What you need to do
Print each record below character for character.

--- START ---

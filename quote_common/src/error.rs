//! Error types shared between the store, the sync worker and the client.
//!
//! The `QuoteError` enum unifies common failure cases for I/O, JSON handling,
//! HTTP calls, input validation, channel communication and lock poisoning, allowing
//! crates to propagate a single error type.
use std::io;
use std::sync::PoisonError;

use thiserror::Error;

/// Unified error type shared by all crates of the workspace.
#[derive(Error, Debug)]
pub enum QuoteError {
    /// I/O error originating from the standard library (slot files, import/export files).
    #[error("I/O error: {0}")]
    Io(#[from] io::Error),

    /// Failure while encoding/decoding JSON via serde_json.
    #[error("JSON serialization/deserialization error: {0}")]
    Json(#[from] serde_json::Error),

    /// Transport-level failure of an HTTP request to the quote server.
    #[error("HTTP error: {0}")]
    Http(#[from] reqwest::Error),

    /// The quote server answered with a non-success status code.
    #[error("Server responded with status {status}")]
    Server {
        /// HTTP status code returned by the server.
        status: u16,
    },

    /// A required quote field was empty after trimming whitespace.
    #[error("Missing required field: {0}")]
    MissingField(&'static str),

    /// Imported JSON document was valid JSON but not an array.
    #[error("Invalid JSON format. Must be an array of quotes.")]
    NotAnArray,

    /// Imported JSON array contained no acceptable quote entries.
    #[error("No valid quotes found in JSON.")]
    NoValidQuotes,

    /// Key-value storage could not be used (bad key, unusable data directory).
    #[error("Storage error: {0}")]
    Storage(String),

    /// Crossbeam/channel send failed (e.g., worker stopped); contains a short context string.
    #[error("Channel send failed: {0}")]
    ChannelSend(String),

    /// Crossbeam/channel receive failed (e.g., worker dropped the reply); contains a short context string.
    #[error("Channel receive failed: {0}")]
    ChannelRecv(String),

    /// Error indicating a poisoned mutex/lock was encountered.
    #[error("Mutex Lock Poisoned: {0}")]
    MutexLock(String),
}

impl<T> From<PoisonError<T>> for QuoteError {
    fn from(err: PoisonError<T>) -> Self {
        QuoteError::MutexLock(err.to_string())
    }
}
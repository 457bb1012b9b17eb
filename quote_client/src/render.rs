//! Text shown to the user on stdout.
use quote_common::{CategoryFilter, Quote, QuoteError};

/// Quote as displayed after `random`/`filter`.
pub fn quote(quote: &Quote) -> String {
    format!("\"{}\"\nCategory: {}", quote.text, quote.category)
}

/// Quote restored from the session slot.
pub fn last_viewed(quote: &Quote) -> String {
    format!("\"{}\"\nCategory: {} (last viewed)", quote.text, quote.category)
}

/// One line of the quote list.
pub fn quote_line(quote: &Quote) -> String {
    format!("[{}] \"{}\" ({})", quote.id, quote.text, quote.category)
}

/// Every stored quote, one per line.
pub fn quote_list(quotes: &[Quote]) -> String {
    if quotes.is_empty() {
        return String::from("No quotes yet. Add one!");
    }
    quotes.iter().map(quote_line).collect::<Vec<_>>().join("\n")
}

/// Message for an empty random pick.
pub fn no_quotes(filter: &CategoryFilter) -> String {
    match filter {
        CategoryFilter::All => String::from("No quotes available."),
        CategoryFilter::Named(name) => format!("No quotes available in {}.", name),
    }
}

/// Category list with the selected one marked.
pub fn categories(categories: &[String], selected: &CategoryFilter) -> String {
    if categories.is_empty() {
        return String::from("Categories:\nNo categories yet.");
    }
    let mark = |matched: bool| if matched { '*' } else { ' ' };
    let mut lines = vec![
        String::from("Categories:"),
        format!("{} all", mark(*selected == CategoryFilter::All)),
    ];
    for category in categories {
        let matched = matches!(selected, CategoryFilter::Named(name) if name.eq_ignore_ascii_case(category));
        lines.push(format!("{} {}", mark(matched), category));
    }
    lines.join("\n")
}

/// Message shown when a command fails.
pub fn user_message(err: &QuoteError) -> String {
    match err {
        QuoteError::MissingField(_) => String::from("Please enter both a quote and a category!"),
        QuoteError::Json(_) => String::from("Error parsing JSON file."),
        QuoteError::NotAnArray | QuoteError::NoValidQuotes => err.to_string(),
        other => format!("Error: {}", other),
    }
}
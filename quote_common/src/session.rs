//! Session-scoped state: the last quote shown to the user.
use log::warn;

use crate::quote::Quote;
use crate::result::Result;
use crate::storage::{KeyValueStore, LAST_VIEWED_KEY, MemoryStorage};

/// Session slot wrapper; by default backed by memory so it ends with the process.
#[derive(Debug, Default)]
pub struct Session<S = MemoryStorage> {
    storage: S,
}

impl<S: KeyValueStore> Session<S> {
    /// Create a session over `storage`.
    pub fn new(storage: S) -> Self {
        Self { storage }
    }

    /// Overwrite the last-viewed snapshot with `quote`.
    pub fn record_view(&mut self, quote: &Quote) -> Result<()> {
        let json = serde_json::to_string(quote)?;
        self.storage.set(LAST_VIEWED_KEY, &json)
    }

    /// Snapshot of the last quote shown in this session, if any.
    pub fn last_viewed(&self) -> Option<Quote> {
        let raw = match self.storage.get(LAST_VIEWED_KEY) {
            Ok(raw) => raw?,
            Err(e) => {
                warn!("Failed to read last viewed quote: {}", e);
                return None;
            }
        };
        match serde_json::from_str(&raw) {
            Ok(quote) => Some(quote),
            Err(e) => {
                warn!("Ignoring unparsable last viewed quote: {}", e);
                None
            }
        }
    }
}
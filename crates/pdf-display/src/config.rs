use crate::constants::*;
use crate::error::{PdfError, Result};
use serde::{Deserialize, Serialize};
use std::path::{Path, PathBuf};

/// Startup configuration for a [`crate::PdfDisplay`].
///
/// Every field has a default, so a config file only needs to name the
/// values it wants to change.
#[derive(Debug, Clone, PartialEq, Serialize, Deserialize)]
#[serde(default)]
pub struct DisplayConfig {
    pub document_path: PathBuf,
    /// Directory holding the platform PDFium library. `None` searches next
    /// to the executable and then the system library path.
    pub pdfium_library_dir: Option<PathBuf>,
    pub render_scale: f32,
}

impl DisplayConfig {
    pub fn from_file(path: &Path) -> Result<Self> {
        if !path.exists() {
            return Err(PdfError::FileNotFound(path.to_path_buf()));
        }

        let text = std::fs::read_to_string(path)
            .map_err(|e| PdfError::ConfigError(format!("{}: {}", path.display(), e)))?;

        Self::from_json(&text)
    }

    pub fn from_json(text: &str) -> Result<Self> {
        let config: Self =
            serde_json::from_str(text).map_err(|e| PdfError::ConfigError(e.to_string()))?;
        config.validate()?;
        Ok(config)
    }

    pub fn validate(&self) -> Result<()> {
        if !self.render_scale.is_finite()
            || !(MIN_RENDER_SCALE..=MAX_RENDER_SCALE).contains(&self.render_scale)
        {
            return Err(PdfError::ConfigError(format!(
                "render_scale {} outside {}..={}",
                self.render_scale, MIN_RENDER_SCALE, MAX_RENDER_SCALE
            )));
        }

        if self.document_path.as_os_str().is_empty() {
            return Err(PdfError::ConfigError("document_path is empty".into()));
        }

        Ok(())
    }
}

impl Default for DisplayConfig {
    fn default() -> Self {
        Self {
            document_path: PathBuf::from(DEFAULT_DOCUMENT_PATH),
            pdfium_library_dir: None,
            render_scale: DEFAULT_RENDER_SCALE,
        }
    }
}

--- END ---

Output of the exercise
filename quote_common/src/error.rs
//! Error types shared between the store, the sync worker and the client.
//!
//! The `QuoteError` enum unifies common failure cases for I/O, JSON handling,
//! HTTP calls, input validation, channel communication and lock poisoning, allowing
//! crates to propagate a single error type.
use std::io;
use std::sync::PoisonError;

use thiserror::Error;

/// Unified error type shared by all crates of the workspace.
#[derive(Error, Debug)]
pub enum QuoteError {
    /// I/O error originating from the standard library (slot files, import/export files).
    #[error("I/O error: {0}")]
    Io(#[from] io::Error),

    /// Failure while encoding/decoding JSON via serde_json.
    #[error("JSON serialization/deserialization error: {0}")]
    Json(#[from] serde_json::Error),

    /// Transport-level failure of an HTTP request to the quote server.
    #[error("HTTP error: {0}")]
    Http(#[from] reqwest::Error),

    /// The quote server answered with a non-success status code.
    #[error("Server responded with status {status}")]
    Server {
        /// HTTP status code returned by the server.
        status: u16,
    },

    /// A required quote field was empty after trimming whitespace.
    #[error("Missing required field: {0}")]
    MissingField(&'static str),

    /// Imported JSON document was valid JSON but not an array.
    #[error("Invalid JSON format. Must be an array of quotes.")]
    NotAnArray,

    /// Imported JSON array contained no acceptable quote entries.
    #[error("No valid quotes found in JSON.")]
    NoValidQuotes,

    /// Key-value storage could not be used (bad key, unusable data directory).
    #[error("Storage error: {0}")]
    Storage(String),

    /// Crossbeam/channel send failed (e.g., worker stopped); contains a short context string.
    #[error("Channel send failed: {0}")]
    ChannelSend(String),

    /// Crossbeam/channel receive failed (e.g., worker dropped the reply); contains a short context string.
    #[error("Channel receive failed: {0}")]
    ChannelRecv(String),

    /// Error indicating a poisoned mutex/lock was encountered.
    #[error("Mutex Lock Poisoned: {0}")]
    MutexLock(String),
}

impl<T> From<PoisonError<T>> for QuoteError {
    fn from(err: PoisonError<T>) -> Self {
        QuoteError::MutexLock(err.to_string())
    }
}
repository 457bb1012b9b17eb
filename quote_client/src/render.rs
//! Text shown to the user on stdout.
use quote_common::{CategoryFilter, Quote, QuoteError};

/// Quote as displayed after `random`/`filter`.
pub fn quote(quote: &Quote) -> String {
    format!("\"{}\"\nCategory: {}", quote.text, quote.category)
}

/// Quote restored from the session slot.
pub fn last_viewed(quote: &Quote) -> String {
    format!("\"{}\"\nCategory: {} (last viewed)", quote.text, quote.category)
}

/// One line of the quote list.
pub fn quote_line(quote: &Quote) -> String {
    format!("[{}] \"{}\" ({})", quote.id, quote.text, quote.category)
}

/// Every stored quote, one per line.
pub fn quote_list(quotes: &[Quote]) -> String {
    if quotes.is_empty() {
        return String::from("No quotes yet. Add one!");
    }
    quotes.iter().map(quote_line).collect::<Vec<_>>().join("\n")
}

/// Message for an empty random pick.
pub fn no_quotes(filter: &CategoryFilter) -> String {
    match filter {
        CategoryFilter::All => String::from("No quotes available."),
        CategoryFilter::Named(name) => format!("No quotes available in {}.", name),
    }
}

/// Category list with the selected one marked.
pub fn categories(categories: &[String], selected: &CategoryFilter) -> String {
    if categories.is_empty() {
        return String::from("Categories:\nNo categories yet.");
    }
    let mark = |matched: bool| if matched { '*' } else { ' ' };
    let mut lines = vec![
        String::from("Categories:"),
        format!("{} all", mark(*selected == CategoryFilter::All)),
    ];
    for category in categories {
        let matched = matches!(selected, CategoryFilter::Named(name) if name.eq_ignore_ascii_case(category));
        lines.push(format!("{} {}", mark(matched), category));
    }
    lines.join("\n")
}

/// Message shown when a command fails.
pub fn user_message(err: &QuoteError) -> String {
    match err {
        QuoteError::MissingField(_) => String::from("Please enter both a quote and a category!"),
        QuoteError::Json(_) => String::from("Error parsing JSON file."),
        QuoteError::NotAnArray | QuoteError::NoValidQuotes => err.to_string(),
        other => format!("Error: {}", other),
    }
}
filename quote_common/src/session.rs
//! Session-scoped state: the last quote shown to the user.
use log::warn;

use crate::quote::Quote;
use crate::result::Result;
use crate::storage::{KeyValueStore, LAST_VIEWED_KEY, MemoryStorage};

/// Session slot wrapper; by default backed by memory so it ends with the process.
#[derive(Debug, Default)]
pub struct Session<S = MemoryStorage> {
    storage: S,
}

impl<S: KeyValueStore> Session<S> {
    /// Create a session over `storage`.
    pub fn new(storage: S) -> Self {
        Self { storage }
    }

    /// Overwrite the last-viewed snapshot with `quote`.
    pub fn record_view(&mut self, quote: &Quote) -> Result<()> {
        let json = serde_json::to_string(quote)?;
        self.storage.set(LAST_VIEWED_KEY, &json)
    }

    /// Snapshot of the last quote shown in this session, if any.
    pub fn last_viewed(&self) -> Option<Quote> {
        let raw = match self.storage.get(LAST_VIEWED_KEY) {
            Ok(raw) => raw?,
            Err(e) => {
                warn!("Failed to read last viewed quote: {}", e);
                return None;
            }
        };
        match serde_json::from_str(&raw) {
            Ok(quote) => Some(quote),
            Err(e) => {
                warn!("Ignoring unparsable last viewed quote: {}", e);
                None
            }
        }
    }
}
filename crates/pdf-display/src/config.rs
use crate::constants::*;
use crate::error::{PdfError, Result};
use serde::{Deserialize, Serialize};
use std::path::{Path, PathBuf};

/// Startup configuration for a [`crate::PdfDisplay`].
///
/// Every field has a default, so a config file only needs to name the
/// values it wants to change.
#[derive(Debug, Clone, PartialEq, Serialize, Deserialize)]
#[serde(default)]
pub struct DisplayConfig {
    pub document_path: PathBuf,
    /// Directory holding the platform PDFium library. `None` searches next
    /// to the executable and then the system library path.
    pub pdfium_library_dir: Option<PathBuf>,
    pub render_scale: f32,
}

impl DisplayConfig {
    pub fn from_file(path: &Path) -> Result<Self> {
        if !path.exists() {
            return Err(PdfError::FileNotFound(path.to_path_buf()));
        }

        let text = std::fs::read_to_string(path)
            .map_err(|e| PdfError::ConfigError(format!("{}: {}", path.display(), e)))?;

        Self::from_json(&text)
    }

    pub fn from_json(text: &str) -> Result<Self> {
        let config: Self =
            serde_json::from_str(text).map_err(|e| PdfError::ConfigError(e.to_string()))?;
        config.validate()?;
        Ok(config)
    }

    pub fn validate(&self) -> Result<()> {
        if !self.render_scale.is_finite()
            || !(MIN_RENDER_SCALE..=MAX_RENDER_SCALE).contains(&self.render_scale)
        {
            return Err(PdfError::ConfigError(format!(
                "render_scale {} outside {}..={}",
                self.render_scale, MIN_RENDER_SCALE, MAX_RENDER_SCALE
            )));
        }

        if self.document_path.as_os_str().is_empty() {
            return Err(PdfError::ConfigError("document_path is empty".into()));
        }

        Ok(())
    }
}

impl Default for DisplayConfig {
    fn default() -> Self {
        Self {
            document_path: PathBuf::from(DEFAULT_DOCUMENT_PATH),
            pdfium_library_dir: None,
            render_scale: DEFAULT_RENDER_SCALE,
        }
    }
}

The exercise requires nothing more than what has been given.